Guest blog post from New Rules of Investing:
Interesting how an investor relates to a deeper understanding in a portfolio company after making the investment. Roger Ehrenberg is an investor in StockTwits. As Roger mentions in a recent blog post, StockTwits recently release a new version of StockTwits where users can insert a ‘$’ sign before any mention of a specific stock, effectively tagging the twit with a specific stock to be included on stock pages within the StockTwits site.
Roger recently quipped about a big issue he had regarding Twitter and its ability to pair-up users with the same interests. “If StockTwits didn’t exist, it would be much harder to find people with similar interests where one could easily be inserted into the dialogue.”

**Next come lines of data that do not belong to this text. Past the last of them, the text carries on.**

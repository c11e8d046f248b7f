use std::io;

use anyhow::{Context, Result};
use clap::{Parser, ValueEnum};
use dubs_roller::{Session, SessionConfig, MAX_DICE};
use rand::{rngs::StdRng, SeedableRng};
use tracing_subscriber::EnvFilter;

#[derive(Debug, Clone, Copy, PartialEq, Eq, ValueEnum)]
enum Mode {
    /// Every side is equally likely
    Fair,
    /// Rolls lean towards high values and towards matching dice
    BadGambler,
}

#[derive(Parser)]
#[command(name = "dubs-roller")]
#[command(version)]
#[command(about = "Roll labeled dice and go for Dubs, Trips and Quads")]
struct Cli {
    /// Number of dice to roll, asked for when missing
    #[arg(short, long, value_parser = clap::value_parser!(u32).range(1..=MAX_DICE as i64))]
    dice: Option<u32>,

    /// Number of sides on each die, asked for when missing
    #[arg(short, long, value_parser = clap::value_parser!(u32).range(1..))]
    sides: Option<u32>,

    /// How the dice are rolled, asked for when missing
    #[arg(short, long, value_enum, env = "DUBS_ROLLER_MODE")]
    mode: Option<Mode>,

    /// Seed for reproducible rolls
    #[arg(long, env = "DUBS_ROLLER_SEED")]
    seed: Option<u64>,

    /// Show the first roll and exit without offering rerolls
    #[arg(long)]
    once: bool,

    /// Don't color the output
    #[arg(long)]
    no_color: bool,

    /// Don't clear the screen on start
    #[arg(long)]
    no_clear: bool,

    /// Log every roll to stderr
    #[arg(short, long)]
    verbose: bool,
}

fn setup_logging(verbose: bool) {
    let default = if verbose {
        "dubs_roller=debug"
    } else {
        "dubs_roller=warn"
    };
    let filter = EnvFilter::try_from_default_env().unwrap_or_else(|_| EnvFilter::new(default));

    tracing_subscriber::fmt()
        .with_env_filter(filter)
        .with_target(false)
        .with_writer(io::stderr)
        .compact()
        .init();
}

fn main() -> Result<()> {
    let cli = Cli::parse();
    setup_logging(cli.verbose);

    let rng = match cli.seed {
        Some(seed) => StdRng::seed_from_u64(seed),
        None => StdRng::from_entropy(),
    };

    let config = SessionConfig {
        num_dice: cli.dice,
        num_sides: cli.sides,
        bad_gambler: cli.mode.map(|mode| mode == Mode::BadGambler),
        once: cli.once,
        color: !cli.no_color,
        clear_screen: !cli.no_clear,
    };

    let mut session = Session::new(io::stdin().lock(), io::stdout().lock(), rng, config);
    session.run().context("dice session failed")?;

    Ok(())
}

Now, as more vertical applications are being built upon the Twitter platform, Roger forsees a movement “that facilitate[s] the creation of communities that interact on Twitter but can dig in deeper elsewhere (like StockTwits), Twitter’s power as an enabling platform is rapidly coming into view.”
I found it interesting to see that Ehrenberg invested before this greater appreciation of Twitter’s ability to act as a communications platform for more vertical apps written on top of it. While StockTwits takes users part of the way — in a sense, it recreates the perennially-broken Yahoo Message Boards into a self-selected conversation with only those stocks and users allowed into the conversation — it will be interesting to see what unfurls next.
StockTwits creates stock pages to aid in stock discovery and promote a hierarchy of experts within the StockTwit community. Any meta information — most commented on stocks or performance metrics — would enhance the value of all the information being created. It still doesn’t address the problem, however, of how Joe the Plumber or Bill the Doctor decides how to build and manage his portfolio.